=== Input data ===
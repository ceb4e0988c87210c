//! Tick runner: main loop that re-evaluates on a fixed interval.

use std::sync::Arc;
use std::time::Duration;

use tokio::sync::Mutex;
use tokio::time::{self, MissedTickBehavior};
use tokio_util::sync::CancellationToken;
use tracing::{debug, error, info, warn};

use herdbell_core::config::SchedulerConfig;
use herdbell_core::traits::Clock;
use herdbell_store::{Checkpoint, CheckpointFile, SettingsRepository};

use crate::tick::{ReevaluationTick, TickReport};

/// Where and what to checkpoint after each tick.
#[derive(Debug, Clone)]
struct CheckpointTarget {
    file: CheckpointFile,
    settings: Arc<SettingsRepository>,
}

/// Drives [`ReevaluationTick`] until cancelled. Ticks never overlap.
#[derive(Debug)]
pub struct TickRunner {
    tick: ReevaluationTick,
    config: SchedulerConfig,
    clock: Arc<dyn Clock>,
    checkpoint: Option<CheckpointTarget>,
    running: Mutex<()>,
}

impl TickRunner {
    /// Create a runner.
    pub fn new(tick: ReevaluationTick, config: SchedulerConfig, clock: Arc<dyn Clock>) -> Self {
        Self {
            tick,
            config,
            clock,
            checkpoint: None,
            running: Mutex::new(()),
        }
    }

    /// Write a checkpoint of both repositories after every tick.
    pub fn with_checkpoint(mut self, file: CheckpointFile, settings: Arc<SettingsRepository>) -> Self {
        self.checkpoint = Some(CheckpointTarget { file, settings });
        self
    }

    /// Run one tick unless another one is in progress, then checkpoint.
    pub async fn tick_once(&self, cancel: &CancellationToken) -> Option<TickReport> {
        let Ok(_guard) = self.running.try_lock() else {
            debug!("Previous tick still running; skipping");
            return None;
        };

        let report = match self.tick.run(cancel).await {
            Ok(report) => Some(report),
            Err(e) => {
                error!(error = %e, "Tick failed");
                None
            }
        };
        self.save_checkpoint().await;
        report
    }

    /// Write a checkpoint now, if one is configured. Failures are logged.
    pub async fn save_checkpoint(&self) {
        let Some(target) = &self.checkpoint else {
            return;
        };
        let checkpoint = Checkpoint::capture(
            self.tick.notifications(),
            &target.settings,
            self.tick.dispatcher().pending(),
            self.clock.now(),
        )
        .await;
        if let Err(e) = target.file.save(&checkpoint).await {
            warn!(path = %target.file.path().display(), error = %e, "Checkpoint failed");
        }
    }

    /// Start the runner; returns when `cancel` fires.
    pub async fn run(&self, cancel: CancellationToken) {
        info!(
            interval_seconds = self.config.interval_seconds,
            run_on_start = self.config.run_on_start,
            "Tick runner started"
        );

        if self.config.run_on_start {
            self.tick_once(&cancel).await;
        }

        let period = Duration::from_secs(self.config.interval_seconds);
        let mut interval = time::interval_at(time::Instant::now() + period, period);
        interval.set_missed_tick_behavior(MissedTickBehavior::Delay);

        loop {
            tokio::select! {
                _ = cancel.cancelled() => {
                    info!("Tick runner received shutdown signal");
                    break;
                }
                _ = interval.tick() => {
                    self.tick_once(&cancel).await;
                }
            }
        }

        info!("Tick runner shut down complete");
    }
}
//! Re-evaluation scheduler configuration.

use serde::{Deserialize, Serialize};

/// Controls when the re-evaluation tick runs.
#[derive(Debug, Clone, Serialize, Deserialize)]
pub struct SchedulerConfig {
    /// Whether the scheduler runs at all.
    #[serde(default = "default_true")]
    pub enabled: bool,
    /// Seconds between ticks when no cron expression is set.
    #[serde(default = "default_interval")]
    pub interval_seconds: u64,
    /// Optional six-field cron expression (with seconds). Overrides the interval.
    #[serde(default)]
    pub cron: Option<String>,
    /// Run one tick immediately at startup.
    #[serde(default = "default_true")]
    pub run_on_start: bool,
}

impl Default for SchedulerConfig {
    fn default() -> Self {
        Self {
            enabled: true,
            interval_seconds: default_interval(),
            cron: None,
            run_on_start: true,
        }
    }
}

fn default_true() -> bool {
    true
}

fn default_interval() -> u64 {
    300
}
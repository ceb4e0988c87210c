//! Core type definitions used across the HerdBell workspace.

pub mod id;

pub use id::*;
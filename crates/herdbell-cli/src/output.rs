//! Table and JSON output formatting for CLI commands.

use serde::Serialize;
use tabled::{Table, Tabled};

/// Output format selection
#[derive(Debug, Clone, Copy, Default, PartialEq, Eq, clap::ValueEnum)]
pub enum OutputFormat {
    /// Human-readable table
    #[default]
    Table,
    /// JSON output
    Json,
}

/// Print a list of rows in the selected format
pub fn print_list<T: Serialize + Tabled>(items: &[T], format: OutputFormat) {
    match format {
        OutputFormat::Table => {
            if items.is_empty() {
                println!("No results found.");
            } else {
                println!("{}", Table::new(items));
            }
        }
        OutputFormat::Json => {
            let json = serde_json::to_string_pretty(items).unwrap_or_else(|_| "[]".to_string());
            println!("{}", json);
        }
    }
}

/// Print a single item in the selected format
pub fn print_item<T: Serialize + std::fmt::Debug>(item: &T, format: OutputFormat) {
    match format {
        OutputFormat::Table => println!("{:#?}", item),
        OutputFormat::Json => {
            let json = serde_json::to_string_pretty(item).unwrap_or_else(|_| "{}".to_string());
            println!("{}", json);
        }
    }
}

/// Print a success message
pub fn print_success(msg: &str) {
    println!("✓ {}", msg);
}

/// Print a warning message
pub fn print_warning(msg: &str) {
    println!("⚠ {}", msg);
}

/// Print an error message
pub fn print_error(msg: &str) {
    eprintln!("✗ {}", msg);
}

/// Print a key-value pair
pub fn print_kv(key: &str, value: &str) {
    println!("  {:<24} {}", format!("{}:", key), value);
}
===
=== Input data ===
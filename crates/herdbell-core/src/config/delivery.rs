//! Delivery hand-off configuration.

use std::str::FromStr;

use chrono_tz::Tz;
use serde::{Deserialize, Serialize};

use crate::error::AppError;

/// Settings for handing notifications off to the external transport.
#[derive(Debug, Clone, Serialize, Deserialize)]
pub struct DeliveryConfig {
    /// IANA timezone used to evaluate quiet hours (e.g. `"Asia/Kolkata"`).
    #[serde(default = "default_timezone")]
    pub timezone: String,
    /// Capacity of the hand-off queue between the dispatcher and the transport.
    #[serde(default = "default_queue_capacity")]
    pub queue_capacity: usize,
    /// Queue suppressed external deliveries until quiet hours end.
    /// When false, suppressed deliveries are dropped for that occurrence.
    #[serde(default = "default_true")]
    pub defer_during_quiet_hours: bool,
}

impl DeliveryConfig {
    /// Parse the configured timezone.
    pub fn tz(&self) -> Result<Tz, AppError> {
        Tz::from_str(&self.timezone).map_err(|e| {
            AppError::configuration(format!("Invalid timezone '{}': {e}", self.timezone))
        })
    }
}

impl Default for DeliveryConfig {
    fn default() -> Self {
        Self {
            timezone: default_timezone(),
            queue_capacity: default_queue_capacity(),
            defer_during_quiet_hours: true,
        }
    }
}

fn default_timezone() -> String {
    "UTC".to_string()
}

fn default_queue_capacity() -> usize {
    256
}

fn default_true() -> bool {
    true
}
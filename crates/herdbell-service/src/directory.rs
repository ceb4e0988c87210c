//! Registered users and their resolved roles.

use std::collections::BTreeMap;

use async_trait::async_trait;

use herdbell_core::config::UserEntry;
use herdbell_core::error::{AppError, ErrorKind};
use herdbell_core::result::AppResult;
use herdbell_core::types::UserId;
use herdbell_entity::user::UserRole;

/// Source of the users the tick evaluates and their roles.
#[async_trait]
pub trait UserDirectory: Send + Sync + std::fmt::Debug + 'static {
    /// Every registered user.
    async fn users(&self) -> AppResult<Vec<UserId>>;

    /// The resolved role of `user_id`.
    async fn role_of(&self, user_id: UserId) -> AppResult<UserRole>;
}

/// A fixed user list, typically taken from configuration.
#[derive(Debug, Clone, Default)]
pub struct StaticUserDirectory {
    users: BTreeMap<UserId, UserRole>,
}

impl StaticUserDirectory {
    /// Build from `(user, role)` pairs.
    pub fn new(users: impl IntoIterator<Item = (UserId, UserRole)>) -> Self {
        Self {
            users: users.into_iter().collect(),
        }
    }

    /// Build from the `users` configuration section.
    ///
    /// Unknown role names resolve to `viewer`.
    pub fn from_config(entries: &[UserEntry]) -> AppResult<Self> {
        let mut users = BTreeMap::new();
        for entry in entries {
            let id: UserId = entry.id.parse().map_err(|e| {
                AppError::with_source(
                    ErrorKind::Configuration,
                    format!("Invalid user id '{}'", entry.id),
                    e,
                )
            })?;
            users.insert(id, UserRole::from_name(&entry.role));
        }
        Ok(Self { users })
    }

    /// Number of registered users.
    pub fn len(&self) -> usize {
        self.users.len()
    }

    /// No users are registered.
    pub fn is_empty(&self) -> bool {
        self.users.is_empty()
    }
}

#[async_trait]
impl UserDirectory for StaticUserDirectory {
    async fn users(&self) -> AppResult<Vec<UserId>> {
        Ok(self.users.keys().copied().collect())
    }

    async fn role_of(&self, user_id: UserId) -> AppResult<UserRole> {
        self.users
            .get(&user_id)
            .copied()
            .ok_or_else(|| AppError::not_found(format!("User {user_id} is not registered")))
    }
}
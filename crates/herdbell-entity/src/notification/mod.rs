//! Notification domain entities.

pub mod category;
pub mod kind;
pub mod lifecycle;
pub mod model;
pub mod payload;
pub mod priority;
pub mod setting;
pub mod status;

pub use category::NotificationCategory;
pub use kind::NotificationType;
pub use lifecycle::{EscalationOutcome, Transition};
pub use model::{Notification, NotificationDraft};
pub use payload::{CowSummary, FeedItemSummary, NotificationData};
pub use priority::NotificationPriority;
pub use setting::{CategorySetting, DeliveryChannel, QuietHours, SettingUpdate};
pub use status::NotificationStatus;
===
**What is required:**
Go through the listing above and return every line where the word "Clone" occurs.

**Output below:**
#[derive(Debug, Clone)]
#[derive(Debug, Clone, Serialize, Deserialize)]
#[derive(Debug, Clone, Copy, Default, PartialEq, Eq, clap::ValueEnum)]
#[derive(Debug, Clone, Serialize, Deserialize)]
#[derive(Debug, Clone, Default)]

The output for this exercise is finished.